Graphene-based electronic textile sheet for highly sensitive detection of NO2 and NH3

• Published in: Sensors and actuators. B, Chemical Vol. 345; p. 130361
• Main Authors: Lee, Sang Won, Jung, Hyo Gi, Jang, Jae Won, Park, Dongsung, Lee, Dongtak, Kim, Insu, Kim, Yonghwan, Cheong, Da Yeon, Hwang, Kyo Seon, Lee, Gyudo, Yoon, Dae Sung
• Format: Journal Article
• Language: English
• Published: Lausanne Elsevier B.V 15.10.2021; Elsevier Science Ltd
• Subjects: Ammonia; Electronic textile sheet; Exhalation; Flexible gas sensor; Gas sensors; Graphene; Nitrogen dioxide; Polyester sheet; Sheets; Smart materials; Textiles; Vehicle emissions; Wearable technology; Yarn; Yarns; Ammonia; Electronic textile sheet; Nitrogen dioxide; Graphene; Polyester sheet; Flexible gas sensor
• ISSN: 0925-4005; 1873-3077
• DOI: 10.1016/j.snb.2021.130361

•A highly conductive and sensitive GES successfully detect NO2 and NH3 gas molecules.•The GES exhibited a highly sensitive, low detection limit, repeatability, and selectivity to both toxic gases.•2D GES possess significant advantages for utilization in various wearable devices, compared to 1D e-textile yarn.•The GES could potentially be a next-generation 2D e-textile sensor for detecting toxic environmental gases and monitoring human health.
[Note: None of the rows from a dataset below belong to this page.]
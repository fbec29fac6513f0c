//! Error types for keyed-collections.
//!
//! Ordinary misuse (absent keys, empty containers) is reported through
//! `bool`/`Option` returns and never reaches these types.

use std::collections::TryReserveError;
use thiserror::Error;

/// Result type alias using [`Error`].
pub type Result<T> = core::result::Result<T, Error>;

/// Errors surfaced by fallible container operations.
#[derive(Debug, Clone, PartialEq, Error)]
pub enum Error {
    /// The allocator refused to provide storage for growth.
    #[error("allocation failed: {0}")]
    Alloc(#[from] TryReserveError),

    /// The requested capacity does not fit in `usize`.
    #[error("capacity overflow")]
    CapacityOverflow,

    #[error("invalid max load factor {0}: must be in [0.1, 1]")]
    InvalidLoadFactor(f32),

    #[error("initial capacity must be at least 1")]
    ZeroCapacity,
}

/// A broken red-black tree invariant, as reported by `RbTree::verify`.
#[derive(Debug, Clone, Copy, PartialEq, Eq, Error)]
pub enum InvariantViolation {
    #[error("root node is red")]
    RedRoot,

    #[error("red node has a red child")]
    RedRedEdge,

    #[error("black height differs between paths: {left} vs {right}")]
    BlackHeightMismatch { left: usize, right: usize },

    #[error("in-order keys are not strictly ascending")]
    OutOfOrder,

    #[error("child/parent links disagree")]
    BrokenParentLink,

    #[error("reachable node count {reachable} differs from length {len}")]
    LengthMismatch { reachable: usize, len: usize },
}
Graphene-based electronic textiles (e-textiles) have generally fabricated with one-dimensional (1D) textile (e.g., yarn) to serve as wearable devices or smart textiles for detecting hazardous gases. For an improved sensing performance, flexible 1D e-textile yarns can be woven and patterned to form two-dimensional (2D) sheets; however, these sheets suffer from batch-to-batch variations while manufacturing by hand. To address these issues, we fabricated a graphene-based electronic sheet (GES) on a polyester sheet with a uniform grid fishnet pattern. The 2D GES exhibited high conductance (∼7 μS) and sensitivity toward NO2 (0.34 μA/ppm) and NH3 (0.16 μA/ppm), which are indicative of a significantly improved performance as compared to that of the 1D e-textile yarn. Furthermore, the 2D GES not only exhibited an improved NO2 sensing response that was approximately three times higher than that of the 1D e-textile yarn but also showed other advantages, such as being 19 times lighter and 5 times thinner per unit area. Moreover, we confirmed that the GES enabled the detection of not only NO2, which is emitted from vehicle exhausts but also the NH3 present in the atmosphere and artificial breath. We also found that the GES possessed high mechanical flexibility to endure a 1,000-cycle bending test. These results suggest that the GES could be a next-generation 2D wearable gas sensor for detecting toxic environmental gases and monitoring health by exhalation.